Il s’agit chez l’un et l’autre, architecture militaire et civile mêlée d’une discipline portée à son acmé, d’une écriture dominée et non pas simplement d’une technique maîtrisée.
Dans son excellent ouvrage À ciel ouvert (Scala, 1999), notre collaborateur Christophe Domino écrit : « Parce qu’elles opèrent à l’échelle du paysage vécu, les œuvres du land art permettent que l’on rouvre la question dans sa multiplicité d’enjeux et d’interrogations : du côté anthropologique puisque le paysage ne cesse de révéler son habitant, et du côté des moyens de la vision et de la représentation, puisqu’il n’existe pas sans celui qui le regarde… Il est en tout cas un phénomène qui appartient à l’histoire, puisqu’on peut y voir une expression directe que l’homme se fait de sa place dans le monde… » On ne saurait mieux qualifier ces architectures paysages qui n’ont, bien sûr, rien à voir avec les rêves de meulières des « écolo-pavillonnaires » ni avec les normes sans souffle de la HQE (Haute Qualité Environnementale) tout aussi efficace qu’un pacte « hulotien ».
Nouvel et Cohen, tous deux architectes, l’un praticien, l’autre théoricien, font bien, chacun à leur manière, apparaître cette dimension indicible de l’architecture, non mesurable, non quantifiable, à peine qualifiable, que l’on nomme parfois le talent, voire le génie. Une dimension que d’autres
architectes que Vauban ou Mies van der Rohe atteignent, à l’instar du Suisse Peter Zumthor (d’ailleurs lauréat du Prix Mies van der Rohe en 1999) avec ses Thermes de Vals dont on ne sait si lui aussi ne les a pas creusés dans la montagne, façonnés dans la roche, sculptés dans le gneiss, modelés avec l’eau… Plus encore qu’à ce bâtiment, déjà devenu une icône, c’est à la symbolique que s’intéresse cet ouvrage, à la sensation, au sentiment, à l’adéquation, la réflexion, la pensée, l’indicible. C’est-à-dire à l’art, donc à l’architecture.
Trois architectes du topos, attachés au dépouillement, à la sobriété, à l’abrupt, à l’abstrait.
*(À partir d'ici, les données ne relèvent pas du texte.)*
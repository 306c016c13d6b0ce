//! Terminal host for the color pool.
//!
//! Shows each lane's cursor, current color and the next few colors, and
//! turns key presses into pool calls. Rendering goes through a small
//! framebuffer so the view stays pure and testable.

pub mod fb;
pub mod keys;
pub mod lane_view;
pub mod renderer;

pub use color_pool_core as core;
pub use color_pool_types as types;

pub use fb::{Cell, CellStyle, FrameBuffer, Rgb};
pub use keys::{map_key, HostAction};
pub use lane_view::{color_rgb, LaneView, Viewport, KEY_HINT};
pub use renderer::{encode_full_into, TerminalRenderer};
À l’essence.
- Martin Barros, Nicole Salat, Thierry Sarmant, Jean Nouvel Vauban, l’intelligence du territoire, 175 p., éditions Nicolas Chaudun, 45 euros, ISBN 2-35039-028-4. - Jean-Louis Cohen, Mies van der Rohe, 191 pages, éditions Hazan, 39 euros, ISBN 978-2-8502-5992-0. - Peter Zumthor et Sigrid Hauser, Peter Zumthor, Therme Vals, 192 pages, éditions Infolio, 68 euros, ISBN 2-88474-572-6.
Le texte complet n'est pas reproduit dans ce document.